The following digs were approved, along with the low tides and beaches:
- Nov. 3, Wednesday, 6:16 P.M.; -0.3 feet; Long Beach, Twin Harbors, Mocrocks
- Nov. 4, Thursday, 7:01 P.M.; -1.1 feet; Long Beach, Twin Harbors, Copalis
- Nov. 5, Friday, 7:46 P.M.; -1.6 feet; Long Beach, Twin Harbors, Mocrocks
- Nov. 6, Saturday, 8:33 P.M.; -1.8 feet; Long Beach, Twin Harbors, Copalis
- Nov. 7, Sunday, 8:23 P.M.; -1.6 feet; Long Beach, Twin Harbors, Mocrocks
- Nov. 8, Monday, 9:16 P.M.; -1.2 feet; Long Beach, Twin Harbors, Copalis
- Nov. 9, Tuesday, 10:13 P.M.; -0.6 feet; Long Beach, Twin Harbors, Mocrocks
- Nov. 10, Wednesday, 11:16 P.M.; 0.0 feet; Long Beach, Twin Harbors, Copalis
Most successful digging occurs between one and two hours before the listed time of low tide. No digging is allowed before noon during digs when low tide occurs in the afternoon or evening.
All open beaches (Long Beach, Twin Harbors, Mocrocks, and Copalis) have increased limits through the end of 2021, with diggers allowed to keep 20 clams instead of the usual 15. Each digger’s clams must be kept in a separate container, and all diggers must keep the first 20 clams they dig, regardless of size or condition.

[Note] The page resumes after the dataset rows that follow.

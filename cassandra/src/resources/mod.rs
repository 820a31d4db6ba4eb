pub mod grant;
pub mod keyspace;
pub mod role;

pub use grant::GrantResource;
pub use keyspace::KeyspaceResource;
pub use role::RoleResource;

use crate::client::{self, ClientError, Connector, Session};
use std::future::Future;
use std::sync::Arc;
use tfplug::{Context, Diagnostics, DynamicValue};

/// Cluster handle shared by the resources of one provider instance. Empty
/// until the provider is configured.
#[derive(Clone, Default)]
pub struct ClusterAccess {
    connector: Option<Arc<dyn Connector>>,
}

impl ClusterAccess {
    pub fn new(connector: Option<Arc<dyn Connector>>) -> Self {
        Self { connector }
    }

    pub fn is_configured(&self) -> bool {
        self.connector.is_some()
    }

    /// Open a session for one operation
    pub async fn session(&self, context: &Context) -> client::Result<Box<dyn Session>> {
        let connector = self.connector.as_ref().ok_or(ClientError::NotConfigured)?;
        cancellable(context, connector.connect()).await
    }

    pub async fn execute(&self, context: &Context, statement: &str) -> client::Result<()> {
        let session = self.session(context).await?;
        cancellable(context, session.execute(statement)).await
    }
}

/// Run `operation` unless the context is or becomes cancelled first
pub async fn cancellable<T>(
    context: &Context,
    operation: impl Future<Output = client::Result<T>>,
) -> client::Result<T> {
    if context.is_cancelled() {
        return Err(ClientError::Cancelled);
    }

    tokio::select! {
        result = operation => result,
        _ = context.cancelled() => Err(ClientError::Cancelled),
    }
}

pub(crate) fn client_error(summary: &str, err: &ClientError) -> Diagnostics {
    tracing::warn!("{}: {}", summary, err);

    let mut diagnostics = Diagnostics::new();
    diagnostics.add_error(summary, Some(err.to_string()));
    diagnostics
}

/// String attribute that must be present, reported against the attribute
/// when it is not
pub(crate) fn require_string(
    values: &DynamicValue,
    name: &str,
    diagnostics: &mut Diagnostics,
) -> Option<String> {
    match values.get_string(name) {
        Some(value) if !value.is_empty() => Some(value.to_string()),
        _ => {
            diagnostics.add_attribute_error(name, format!("{} must be set", name), None::<String>);
            None
        }
    }
}

#[cfg(test)]
#[allow(clippy::disallowed_methods)]
mod tests {
    use super::*;
    use crate::client::MemoryConnector;

    #[tokio::test]
    async fn unconfigured_access_reports_not_configured() {
        let access = ClusterAccess::default();
        let err = access.session(&Context::new()).await.err().unwrap();
        assert!(matches!(err, ClientError::NotConfigured));
    }

    #[tokio::test]
    async fn cancelled_context_stops_new_work() {
        let connector = MemoryConnector::new();
        let access = ClusterAccess::new(Some(Arc::new(connector.clone())));
        let context = Context::new();
        context.cancel();

        let err = access.execute(&context, "DROP ROLE 'x'").await.unwrap_err();
        assert!(matches!(err, ClientError::Cancelled));
        assert!(connector.statements().is_empty());
    }

    #[test]
    fn missing_string_is_reported_on_the_attribute() {
        let mut diagnostics = Diagnostics::new();
        let values = DynamicValue::new().with("name", "");
        assert_eq!(require_string(&values, "name", &mut diagnostics), None);
        assert_eq!(diagnostics.errors[0].attribute.as_deref(), Some("name"));
    }
}
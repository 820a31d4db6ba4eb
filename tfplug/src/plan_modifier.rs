use crate::schema::Schema;
use crate::types::{Config, Diagnostics, Dynamic, State};

#[derive(Debug, Clone)]
pub struct PlanModifyRequest {
    pub state: Dynamic,
    pub plan: Dynamic,
    pub config: Dynamic,
    pub attribute_path: String,
}

#[derive(Debug, Clone)]
pub struct PlanModifyResponse {
    pub plan_value: Dynamic,
    pub requires_replace: bool,
    pub diagnostics: Diagnostics,
}

/// Trait for modifying terraform plan behavior
///
/// Plan modifiers run on updates, after defaults have been applied, and can:
/// - Modify the planned value
/// - Mark an attribute as requiring replacement
/// - Add warnings or errors to the plan
pub trait PlanModifier: Send + Sync {
    fn modify_plan(&self, request: PlanModifyRequest) -> PlanModifyResponse;
}

/// Marks an attribute as requiring replacement when it changes
pub struct RequiresReplace;

impl RequiresReplace {
    pub fn create() -> Box<dyn PlanModifier> {
        Box::new(Self)
    }
}

impl PlanModifier for RequiresReplace {
    fn modify_plan(&self, request: PlanModifyRequest) -> PlanModifyResponse {
        let requires_replace = !matches!(
            (&request.state, &request.plan),
            (Dynamic::Null, Dynamic::Null) | (Dynamic::Unknown, _) | (_, Dynamic::Unknown)
        ) && !values_equal(&request.state, &request.plan);

        PlanModifyResponse {
            plan_value: request.plan,
            requires_replace,
            diagnostics: Diagnostics::new(),
        }
    }
}

/// Keeps the prior state value for a computed attribute whose planned value
/// is unknown
pub struct UseStateForUnknown;

impl UseStateForUnknown {
    pub fn create() -> Box<dyn PlanModifier> {
        Box::new(Self)
    }
}

impl PlanModifier for UseStateForUnknown {
    fn modify_plan(&self, request: PlanModifyRequest) -> PlanModifyResponse {
        let plan_value = match (&request.plan, &request.state) {
            (Dynamic::Unknown, state) if !state.is_null() => state.clone(),
            _ => request.plan,
        };

        PlanModifyResponse {
            plan_value,
            requires_replace: false,
            diagnostics: Diagnostics::new(),
        }
    }
}

/// Outcome of planning one resource change
#[derive(Debug, Clone)]
pub struct PlanResult {
    pub planned_state: State,
    pub requires_replace: Vec<String>,
    pub diagnostics: Diagnostics,
}

/// Build the planned state from Terraform's proposed new state.
///
/// Nulls in config take the attribute default; computed attributes with no
/// value become unknown. Plan modifiers only run when a prior state exists.
pub fn plan(schema: &Schema, prior: Option<&State>, proposed: &State, config: &Config) -> PlanResult {
    let mut planned_state = State::new();
    let mut requires_replace = Vec::new();
    let mut diagnostics = Diagnostics::new();

    for (name, attr) in &schema.attributes {
        let config_value = config.get(name).cloned().unwrap_or(Dynamic::Null);
        let mut planned = proposed.get(name).cloned().unwrap_or(Dynamic::Null);

        if config_value.is_null() {
            if let Some(default) = &attr.default {
                planned = default.default_value();
            } else if attr.computed && planned.is_null() {
                planned = Dynamic::Unknown;
            }
        }

        if let Some(prior) = prior {
            let state_value = prior.get(name).cloned().unwrap_or(Dynamic::Null);
            for modifier in &attr.plan_modifiers {
                let response = modifier.modify_plan(PlanModifyRequest {
                    state: state_value.clone(),
                    plan: planned,
                    config: config_value.clone(),
                    attribute_path: name.clone(),
                });
                planned = response.plan_value;
                diagnostics.extend(response.diagnostics);
                if response.requires_replace && !requires_replace.contains(name) {
                    requires_replace.push(name.clone());
                }
            }
        }

        planned_state.values.insert(name.clone(), planned);
    }

    PlanResult {
        planned_state,
        requires_replace,
        diagnostics,
    }
}

/// Helper function to compare two Dynamic values for equality
fn values_equal(a: &Dynamic, b: &Dynamic) -> bool {
    match (a, b) {
        (Dynamic::Null, Dynamic::Null) => true,
        (Dynamic::Bool(a), Dynamic::Bool(b)) => a == b,
        (Dynamic::Number(a), Dynamic::Number(b)) => (a - b).abs() < f64::EPSILON,
        (Dynamic::String(a), Dynamic::String(b)) => a == b,
        (Dynamic::List(a), Dynamic::List(b)) => {
            a.len() == b.len() && a.iter().zip(b.iter()).all(|(x, y)| values_equal(x, y))
        }
        (Dynamic::Map(a), Dynamic::Map(b)) => {
            a.len() == b.len()
                && a.iter()
                    .all(|(k, v)| b.get(k).is_some_and(|v2| values_equal(v, v2)))
        }
        _ => false,
    }
}

#[cfg(test)]
#[allow(clippy::disallowed_methods)]
mod tests {
    use super::*;
    use crate::defaults::StaticDefault;
    use crate::schema::{AttributeBuilder, SchemaBuilder};
    use crate::types::DynamicValue;

    fn request(state: Dynamic, plan: Dynamic) -> PlanModifyRequest {
        PlanModifyRequest {
            state,
            config: plan.clone(),
            plan,
            attribute_path: "name".to_string(),
        }
    }

    #[test]
    fn requires_replace_does_not_trigger_on_same_value() {
        let response = RequiresReplace.modify_plan(request("ks".into(), "ks".into()));
        assert!(!response.requires_replace);
        assert_eq!(response.diagnostics.errors.len(), 0);
    }

    #[test]
    fn requires_replace_triggers_on_different_value() {
        let response = RequiresReplace.modify_plan(request("ks".into(), "other".into()));
        assert!(response.requires_replace);
    }

    #[test]
    fn requires_replace_ignores_null_and_unknown() {
        assert!(
            !RequiresReplace
                .modify_plan(request(Dynamic::Null, Dynamic::Null))
                .requires_replace
        );
        assert!(
            !RequiresReplace
                .modify_plan(request("ks".into(), Dynamic::Unknown))
                .requires_replace
        );
    }

    #[test]
    fn use_state_for_unknown_keeps_prior_value() {
        let response = UseStateForUnknown.modify_plan(request("abc".into(), Dynamic::Unknown));
        assert_eq!(response.plan_value, Dynamic::String("abc".to_string()));

        let response = UseStateForUnknown.modify_plan(request(Dynamic::Null, Dynamic::Unknown));
        assert!(response.plan_value.is_unknown());
    }

    fn keyspace_like_schema() -> Schema {
        SchemaBuilder::new()
            .attribute(
                AttributeBuilder::string("id")
                    .computed()
                    .plan_modifier(UseStateForUnknown::create())
                    .build(),
            )
            .attribute(
                AttributeBuilder::string("name")
                    .required()
                    .plan_modifier(RequiresReplace::create())
                    .build(),
            )
            .attribute(
                AttributeBuilder::bool("durable_writes")
                    .optional()
                    .default(StaticDefault::bool(true))
                    .build(),
            )
            .build(0)
    }

    #[test]
    fn plan_on_create_applies_defaults_and_unknowns() {
        let schema = keyspace_like_schema();
        let config = DynamicValue::new().with("name", "ks");
        let proposed = config.clone();

        let result = plan(&schema, None, &proposed, &config);

        assert!(result.requires_replace.is_empty());
        assert!(result.planned_state.get("id").unwrap().is_unknown());
        assert_eq!(result.planned_state.get_bool("durable_writes"), Some(true));
        assert_eq!(result.planned_state.get_string("name"), Some("ks"));
    }

    #[test]
    fn plan_on_rename_requires_replacement() {
        let schema = keyspace_like_schema();
        let prior = DynamicValue::new()
            .with("id", "ks")
            .with("name", "ks")
            .with("durable_writes", true);
        let config = DynamicValue::new().with("name", "ks2");
        let proposed = DynamicValue::new()
            .with("id", "ks")
            .with("name", "ks2")
            .with("durable_writes", true);

        let result = plan(&schema, Some(&prior), &proposed, &config);

        assert_eq!(result.requires_replace, vec!["name".to_string()]);
        assert_eq!(result.planned_state.get_string("id"), Some("ks"));
    }

    #[test]
    fn explicit_config_overrides_default() {
        let schema = keyspace_like_schema();
        let config = DynamicValue::new()
            .with("name", "ks")
            .with("durable_writes", false);

        let result = plan(&schema, None, &config, &config);
        assert_eq!(result.planned_state.get_bool("durable_writes"), Some(false));
    }
}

WDFW has tentatively scheduled additional digging dates later in 2021 – details can be found at wdfw.wa.gov/fishing/shellfishing-regulations/razor-clams. All tentative dates are dependent on final marine toxin testing, which usually occurs about a week or less prior to each set of openings. WDFW will announce additional dates in 2022 in mid-December after reviewing harvest levels and projections.
All diggers age 15 or older must have an applicable fishing license to harvest razor clams on any beach.
Licenses, ranging from a three-day razor clam license to an annual combination fishing license or a Fish Washington license, are available from WDFW’s licensing website at fishhunt.dfw.wa.gov/login, and from hundreds of license vendors around the state. WDFW recommends buying your license before visiting coastal beach communities for this razor clam season.
To learn more about razor clam abundance, population densities at various beaches, and how seasons are set, visit wdfw.wa.gov/fishing/shellfishing-regulations/razor-clams#management.
The Washington Department of Fish and Wildlife works to preserve, protect, and perpetuate fish, wildlife and ecosystems while providing sustainable fish, wildlife, and recreational and commercial opportunities.